*** DATA ***
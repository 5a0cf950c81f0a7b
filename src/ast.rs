//! # MScript - syntax tree types
//!
//! Data model shared by the lexer, preprocessor, and tree builder:
//!
//! - **[tokens]** - lexical tokens and source positions
//! - **[constructs]** - typed node payloads and the literal classifier
//! - **[tree]** - the arena-backed rooted parse tree
//!
//! ## Core concepts
//!
//! An MScript file is a list of aliases. Each alias has a trigger on the
//! left of an `=` and a body of code on the right:
//!
//! ```text
//! /greet $who = msg(concat('hello ', $who))
//! ```
//!
//! The front end turns the body into a rooted tree of [`Construct`]
//! nodes. No operator precedence is resolved here: symbols pass through
//! as leaves for a later evaluation stage to order.

pub mod constructs;
pub mod tokens;
pub mod tree;

pub use constructs::{resolve_construct, CallTag, Construct};
pub use tokens::{Target, Token, TokenKind};
pub use tree::{NodeId, ParseTree};
use crate::ast::Target;
use std::fmt;

/// The single error family for the whole front end.
///
/// Every stage aborts its current unit on the first violation; there is
/// no warning tier and no partial output. The message templates are part
/// of the user-facing contract and are stable.
#[derive(Debug, Clone, PartialEq)]
pub struct CompileError {
    pub message: String,
    pub target: Target,
}

impl CompileError {
    pub fn new(message: impl Into<String>, target: Target) -> Self {
        CompileError {
            message: message.into(),
            target,
        }
    }
}

impl fmt::Display for CompileError {
    fn fmt(&self, f: &mut fmt::Formatter<'_>) -> fmt::Result {
        write!(f, "{} ({})", self.message, self.target)
    }
}

impl std::error::Error for CompileError {}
*** End of DATA ***
▸ EXERCISE DESCRIPTION:
Go through the listing above and return each line where the word "constructs" occurs.

▸ YOUR SOLUTION:
//! - **[constructs]** - typed node payloads and the literal classifier
pub mod constructs;
pub use constructs::{resolve_construct, CallTag, Construct};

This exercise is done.